PROBLEM: Look through the entries below and extract exactly the lines from the one containing "assert!(thc <= 12.0" through the one containing "let members = pair(&chemotypes, &scores);", ends included.

Stored items from a collection:
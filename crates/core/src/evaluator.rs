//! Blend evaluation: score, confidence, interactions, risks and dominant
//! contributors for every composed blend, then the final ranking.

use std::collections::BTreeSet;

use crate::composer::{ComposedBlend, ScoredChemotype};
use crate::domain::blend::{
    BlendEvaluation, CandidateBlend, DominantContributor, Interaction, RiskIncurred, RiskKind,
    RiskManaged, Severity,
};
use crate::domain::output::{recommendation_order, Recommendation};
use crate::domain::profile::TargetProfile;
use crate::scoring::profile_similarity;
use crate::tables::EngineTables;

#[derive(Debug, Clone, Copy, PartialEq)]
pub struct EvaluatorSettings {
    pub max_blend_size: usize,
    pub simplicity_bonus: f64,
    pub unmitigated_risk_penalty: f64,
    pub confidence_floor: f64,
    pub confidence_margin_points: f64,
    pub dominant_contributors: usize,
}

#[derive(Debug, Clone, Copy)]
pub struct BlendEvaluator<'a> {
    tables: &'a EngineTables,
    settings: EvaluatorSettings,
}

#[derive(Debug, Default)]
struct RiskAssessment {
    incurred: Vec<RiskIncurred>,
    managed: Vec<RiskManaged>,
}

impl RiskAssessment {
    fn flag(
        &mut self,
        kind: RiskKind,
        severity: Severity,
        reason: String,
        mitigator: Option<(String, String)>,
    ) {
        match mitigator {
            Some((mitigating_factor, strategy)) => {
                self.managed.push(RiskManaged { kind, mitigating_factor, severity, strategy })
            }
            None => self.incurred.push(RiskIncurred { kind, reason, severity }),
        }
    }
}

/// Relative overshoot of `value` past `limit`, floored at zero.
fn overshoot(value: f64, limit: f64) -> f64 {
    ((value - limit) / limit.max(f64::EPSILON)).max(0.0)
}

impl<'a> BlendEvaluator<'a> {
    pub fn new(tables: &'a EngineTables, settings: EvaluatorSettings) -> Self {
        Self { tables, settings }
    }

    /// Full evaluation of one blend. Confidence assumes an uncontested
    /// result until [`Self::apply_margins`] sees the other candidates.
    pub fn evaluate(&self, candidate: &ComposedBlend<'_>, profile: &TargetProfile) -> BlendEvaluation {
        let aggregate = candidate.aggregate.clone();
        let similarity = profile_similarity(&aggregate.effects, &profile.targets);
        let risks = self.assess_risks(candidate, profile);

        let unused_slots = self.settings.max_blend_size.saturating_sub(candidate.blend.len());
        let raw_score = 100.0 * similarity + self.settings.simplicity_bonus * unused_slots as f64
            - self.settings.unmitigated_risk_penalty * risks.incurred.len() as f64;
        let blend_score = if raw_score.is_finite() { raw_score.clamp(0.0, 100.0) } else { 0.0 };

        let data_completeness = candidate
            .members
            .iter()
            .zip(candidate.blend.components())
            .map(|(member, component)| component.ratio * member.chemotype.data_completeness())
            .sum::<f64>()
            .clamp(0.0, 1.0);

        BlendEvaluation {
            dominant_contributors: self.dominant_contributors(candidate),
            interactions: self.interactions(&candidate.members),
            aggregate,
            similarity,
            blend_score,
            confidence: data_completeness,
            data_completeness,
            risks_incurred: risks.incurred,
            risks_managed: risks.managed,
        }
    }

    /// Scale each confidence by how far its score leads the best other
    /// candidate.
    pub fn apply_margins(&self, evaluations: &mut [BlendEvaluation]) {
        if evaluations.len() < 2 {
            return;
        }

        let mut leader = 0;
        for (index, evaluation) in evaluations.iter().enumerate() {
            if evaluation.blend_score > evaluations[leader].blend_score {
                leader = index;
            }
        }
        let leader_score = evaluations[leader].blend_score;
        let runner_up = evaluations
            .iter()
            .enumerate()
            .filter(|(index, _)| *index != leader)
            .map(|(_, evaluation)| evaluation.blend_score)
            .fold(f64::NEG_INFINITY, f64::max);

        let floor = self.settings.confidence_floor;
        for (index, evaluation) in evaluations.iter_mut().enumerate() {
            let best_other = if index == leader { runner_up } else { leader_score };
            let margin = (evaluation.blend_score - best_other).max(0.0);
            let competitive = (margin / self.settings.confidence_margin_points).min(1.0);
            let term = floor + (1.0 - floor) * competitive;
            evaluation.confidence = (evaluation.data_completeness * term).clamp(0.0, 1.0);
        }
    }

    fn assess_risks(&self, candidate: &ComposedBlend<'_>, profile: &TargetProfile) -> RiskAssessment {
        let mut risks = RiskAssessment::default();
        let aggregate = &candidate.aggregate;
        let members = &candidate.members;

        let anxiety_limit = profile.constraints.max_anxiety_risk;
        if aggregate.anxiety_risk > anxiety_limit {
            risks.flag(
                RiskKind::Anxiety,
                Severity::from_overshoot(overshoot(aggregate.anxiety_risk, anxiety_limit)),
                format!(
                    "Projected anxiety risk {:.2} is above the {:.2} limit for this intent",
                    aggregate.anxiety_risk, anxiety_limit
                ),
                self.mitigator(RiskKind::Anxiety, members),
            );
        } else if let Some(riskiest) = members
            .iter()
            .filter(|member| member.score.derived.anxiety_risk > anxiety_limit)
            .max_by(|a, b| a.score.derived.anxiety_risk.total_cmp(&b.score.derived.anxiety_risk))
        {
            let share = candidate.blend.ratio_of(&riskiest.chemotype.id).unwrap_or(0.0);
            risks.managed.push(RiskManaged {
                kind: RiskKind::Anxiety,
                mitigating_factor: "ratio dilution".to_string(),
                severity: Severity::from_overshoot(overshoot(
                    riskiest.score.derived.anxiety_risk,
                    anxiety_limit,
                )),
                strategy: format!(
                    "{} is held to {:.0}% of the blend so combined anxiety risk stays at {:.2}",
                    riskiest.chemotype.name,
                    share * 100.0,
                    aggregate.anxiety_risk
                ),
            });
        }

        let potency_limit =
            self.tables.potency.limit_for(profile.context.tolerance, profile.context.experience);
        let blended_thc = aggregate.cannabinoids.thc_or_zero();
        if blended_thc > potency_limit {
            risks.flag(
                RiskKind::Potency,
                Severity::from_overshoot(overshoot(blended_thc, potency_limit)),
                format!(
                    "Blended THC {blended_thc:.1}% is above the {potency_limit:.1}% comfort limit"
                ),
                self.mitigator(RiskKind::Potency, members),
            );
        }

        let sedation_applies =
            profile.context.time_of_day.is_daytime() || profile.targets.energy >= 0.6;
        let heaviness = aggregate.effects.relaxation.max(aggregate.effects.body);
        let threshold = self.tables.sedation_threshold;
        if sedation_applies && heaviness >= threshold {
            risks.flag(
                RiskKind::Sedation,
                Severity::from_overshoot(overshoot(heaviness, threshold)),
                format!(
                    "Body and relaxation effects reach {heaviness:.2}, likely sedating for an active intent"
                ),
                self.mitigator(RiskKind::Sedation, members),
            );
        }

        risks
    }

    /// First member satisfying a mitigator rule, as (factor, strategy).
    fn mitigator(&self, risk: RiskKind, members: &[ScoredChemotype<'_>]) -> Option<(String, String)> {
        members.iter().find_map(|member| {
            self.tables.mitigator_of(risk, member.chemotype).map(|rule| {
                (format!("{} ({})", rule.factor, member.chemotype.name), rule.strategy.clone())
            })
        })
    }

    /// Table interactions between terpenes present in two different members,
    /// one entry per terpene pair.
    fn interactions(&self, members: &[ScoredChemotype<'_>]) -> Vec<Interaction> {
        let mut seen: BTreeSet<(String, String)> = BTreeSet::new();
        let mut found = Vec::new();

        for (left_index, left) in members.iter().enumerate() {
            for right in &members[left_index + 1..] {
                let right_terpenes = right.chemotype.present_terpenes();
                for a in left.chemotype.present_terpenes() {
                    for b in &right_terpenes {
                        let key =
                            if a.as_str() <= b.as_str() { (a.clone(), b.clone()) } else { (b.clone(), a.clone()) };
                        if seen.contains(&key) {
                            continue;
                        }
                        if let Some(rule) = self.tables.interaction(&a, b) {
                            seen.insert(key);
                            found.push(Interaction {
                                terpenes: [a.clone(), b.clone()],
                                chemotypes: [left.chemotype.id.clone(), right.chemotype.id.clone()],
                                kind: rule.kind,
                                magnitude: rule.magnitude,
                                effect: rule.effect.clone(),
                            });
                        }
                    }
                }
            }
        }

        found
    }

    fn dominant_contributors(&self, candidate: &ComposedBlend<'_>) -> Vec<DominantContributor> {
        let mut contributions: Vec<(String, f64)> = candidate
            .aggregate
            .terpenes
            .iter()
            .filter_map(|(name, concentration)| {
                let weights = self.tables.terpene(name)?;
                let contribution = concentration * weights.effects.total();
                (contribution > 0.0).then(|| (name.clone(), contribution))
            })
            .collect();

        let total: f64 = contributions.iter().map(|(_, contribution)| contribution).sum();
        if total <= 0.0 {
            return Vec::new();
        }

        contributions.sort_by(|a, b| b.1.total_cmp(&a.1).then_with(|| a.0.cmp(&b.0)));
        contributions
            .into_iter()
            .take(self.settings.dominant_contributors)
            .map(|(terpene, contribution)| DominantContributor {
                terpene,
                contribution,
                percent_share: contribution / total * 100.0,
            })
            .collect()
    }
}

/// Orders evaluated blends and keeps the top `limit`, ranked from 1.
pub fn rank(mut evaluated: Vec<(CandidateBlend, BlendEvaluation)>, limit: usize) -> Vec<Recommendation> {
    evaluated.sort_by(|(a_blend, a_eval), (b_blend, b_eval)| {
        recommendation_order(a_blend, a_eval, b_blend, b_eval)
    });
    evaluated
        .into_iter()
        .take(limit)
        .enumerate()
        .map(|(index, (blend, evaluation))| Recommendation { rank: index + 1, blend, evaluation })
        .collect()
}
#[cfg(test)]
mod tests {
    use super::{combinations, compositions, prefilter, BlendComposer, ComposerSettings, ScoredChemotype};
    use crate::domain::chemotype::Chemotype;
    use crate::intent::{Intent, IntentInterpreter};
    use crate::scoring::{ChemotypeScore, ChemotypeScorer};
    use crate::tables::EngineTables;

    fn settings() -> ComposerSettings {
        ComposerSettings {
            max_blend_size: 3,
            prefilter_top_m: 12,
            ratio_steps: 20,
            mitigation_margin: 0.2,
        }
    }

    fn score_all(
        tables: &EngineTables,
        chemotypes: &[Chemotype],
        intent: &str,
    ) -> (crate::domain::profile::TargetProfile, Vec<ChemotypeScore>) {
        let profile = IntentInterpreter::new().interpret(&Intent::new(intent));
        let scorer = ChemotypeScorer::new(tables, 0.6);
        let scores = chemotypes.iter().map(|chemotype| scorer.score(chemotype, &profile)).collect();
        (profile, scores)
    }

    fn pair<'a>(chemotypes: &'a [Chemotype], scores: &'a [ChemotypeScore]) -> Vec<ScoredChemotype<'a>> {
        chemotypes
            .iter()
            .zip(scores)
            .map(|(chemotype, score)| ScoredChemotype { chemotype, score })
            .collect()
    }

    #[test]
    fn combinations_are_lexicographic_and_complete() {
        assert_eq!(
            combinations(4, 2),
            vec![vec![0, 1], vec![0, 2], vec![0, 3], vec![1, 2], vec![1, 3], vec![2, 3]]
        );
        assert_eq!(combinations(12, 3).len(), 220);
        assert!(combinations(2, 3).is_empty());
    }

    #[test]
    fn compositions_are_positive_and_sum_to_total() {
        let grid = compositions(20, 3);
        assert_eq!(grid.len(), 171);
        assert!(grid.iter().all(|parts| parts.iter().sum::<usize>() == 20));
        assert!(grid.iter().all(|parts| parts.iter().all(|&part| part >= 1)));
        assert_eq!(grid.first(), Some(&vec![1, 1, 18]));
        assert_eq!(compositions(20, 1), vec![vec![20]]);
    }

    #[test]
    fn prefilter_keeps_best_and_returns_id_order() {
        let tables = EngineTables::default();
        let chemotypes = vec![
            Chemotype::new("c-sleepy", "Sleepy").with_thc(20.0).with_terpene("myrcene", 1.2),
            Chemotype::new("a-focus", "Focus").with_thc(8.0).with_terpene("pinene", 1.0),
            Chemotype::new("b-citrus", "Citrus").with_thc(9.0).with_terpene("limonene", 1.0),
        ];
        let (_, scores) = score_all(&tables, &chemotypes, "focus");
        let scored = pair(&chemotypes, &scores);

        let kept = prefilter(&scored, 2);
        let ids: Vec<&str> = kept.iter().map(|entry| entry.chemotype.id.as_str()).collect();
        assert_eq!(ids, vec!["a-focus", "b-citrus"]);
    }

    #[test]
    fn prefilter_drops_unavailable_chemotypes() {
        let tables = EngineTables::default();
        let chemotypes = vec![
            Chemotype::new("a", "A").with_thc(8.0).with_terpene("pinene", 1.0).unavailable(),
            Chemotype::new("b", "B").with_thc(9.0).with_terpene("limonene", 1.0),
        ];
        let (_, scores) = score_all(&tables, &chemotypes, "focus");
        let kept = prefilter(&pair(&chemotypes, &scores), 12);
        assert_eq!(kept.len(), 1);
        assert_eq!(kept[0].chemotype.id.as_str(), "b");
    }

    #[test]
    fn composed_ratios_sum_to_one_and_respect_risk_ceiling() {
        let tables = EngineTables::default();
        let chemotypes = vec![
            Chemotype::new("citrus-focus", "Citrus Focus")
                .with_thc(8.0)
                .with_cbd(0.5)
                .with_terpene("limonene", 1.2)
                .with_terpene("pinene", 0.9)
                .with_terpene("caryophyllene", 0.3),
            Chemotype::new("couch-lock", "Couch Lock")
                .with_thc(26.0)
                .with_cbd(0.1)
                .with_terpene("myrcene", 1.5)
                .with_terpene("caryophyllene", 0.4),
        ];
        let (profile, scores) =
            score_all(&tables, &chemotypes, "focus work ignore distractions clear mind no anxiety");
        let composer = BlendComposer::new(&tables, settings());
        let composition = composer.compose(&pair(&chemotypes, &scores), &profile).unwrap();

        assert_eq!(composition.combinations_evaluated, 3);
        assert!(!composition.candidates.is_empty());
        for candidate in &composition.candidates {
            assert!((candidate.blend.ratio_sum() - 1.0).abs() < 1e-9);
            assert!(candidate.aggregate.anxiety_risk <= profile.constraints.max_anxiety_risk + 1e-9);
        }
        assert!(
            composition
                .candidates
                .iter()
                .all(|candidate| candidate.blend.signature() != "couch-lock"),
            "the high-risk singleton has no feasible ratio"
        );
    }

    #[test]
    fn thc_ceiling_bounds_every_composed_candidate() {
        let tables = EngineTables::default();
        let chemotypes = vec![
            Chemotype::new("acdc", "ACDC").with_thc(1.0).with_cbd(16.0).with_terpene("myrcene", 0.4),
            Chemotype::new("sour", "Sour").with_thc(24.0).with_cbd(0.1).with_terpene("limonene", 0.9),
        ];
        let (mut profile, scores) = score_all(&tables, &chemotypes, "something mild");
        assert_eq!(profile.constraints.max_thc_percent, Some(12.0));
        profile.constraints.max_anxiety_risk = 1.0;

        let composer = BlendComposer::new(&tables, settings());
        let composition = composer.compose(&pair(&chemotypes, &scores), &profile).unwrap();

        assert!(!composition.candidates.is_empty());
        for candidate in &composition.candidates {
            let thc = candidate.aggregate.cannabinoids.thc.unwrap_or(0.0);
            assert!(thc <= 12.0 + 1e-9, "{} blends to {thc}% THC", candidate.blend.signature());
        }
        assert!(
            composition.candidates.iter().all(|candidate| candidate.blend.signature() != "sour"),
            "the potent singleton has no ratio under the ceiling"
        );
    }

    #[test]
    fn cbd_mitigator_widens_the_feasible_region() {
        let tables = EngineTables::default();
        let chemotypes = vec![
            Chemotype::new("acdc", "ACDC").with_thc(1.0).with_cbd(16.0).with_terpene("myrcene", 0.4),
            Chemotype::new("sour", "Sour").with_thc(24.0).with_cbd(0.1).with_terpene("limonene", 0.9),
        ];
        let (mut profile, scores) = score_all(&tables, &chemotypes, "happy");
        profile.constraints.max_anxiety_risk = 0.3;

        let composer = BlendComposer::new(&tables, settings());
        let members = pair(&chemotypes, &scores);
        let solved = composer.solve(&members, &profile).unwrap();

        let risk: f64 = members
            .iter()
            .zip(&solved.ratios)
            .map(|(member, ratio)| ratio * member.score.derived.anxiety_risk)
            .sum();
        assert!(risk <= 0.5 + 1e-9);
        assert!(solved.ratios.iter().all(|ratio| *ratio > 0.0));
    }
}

RESPONSE TO THIS EXERCISE:
            assert!(thc <= 12.0 + 1e-9, "{} blends to {thc}% THC", candidate.blend.signature());
        }
        assert!(
            composition.candidates.iter().all(|candidate| candidate.blend.signature() != "sour"),
            "the potent singleton has no ratio under the ceiling"
        );
    }

    #[test]
    fn cbd_mitigator_widens_the_feasible_region() {
        let tables = EngineTables::default();
        let chemotypes = vec![
            Chemotype::new("acdc", "ACDC").with_thc(1.0).with_cbd(16.0).with_terpene("myrcene", 0.4),
            Chemotype::new("sour", "Sour").with_thc(24.0).with_cbd(0.1).with_terpene("limonene", 0.9),
        ];
        let (mut profile, scores) = score_all(&tables, &chemotypes, "happy");
        profile.constraints.max_anxiety_risk = 0.3;

        let composer = BlendComposer::new(&tables, settings());
        let members = pair(&chemotypes, &scores);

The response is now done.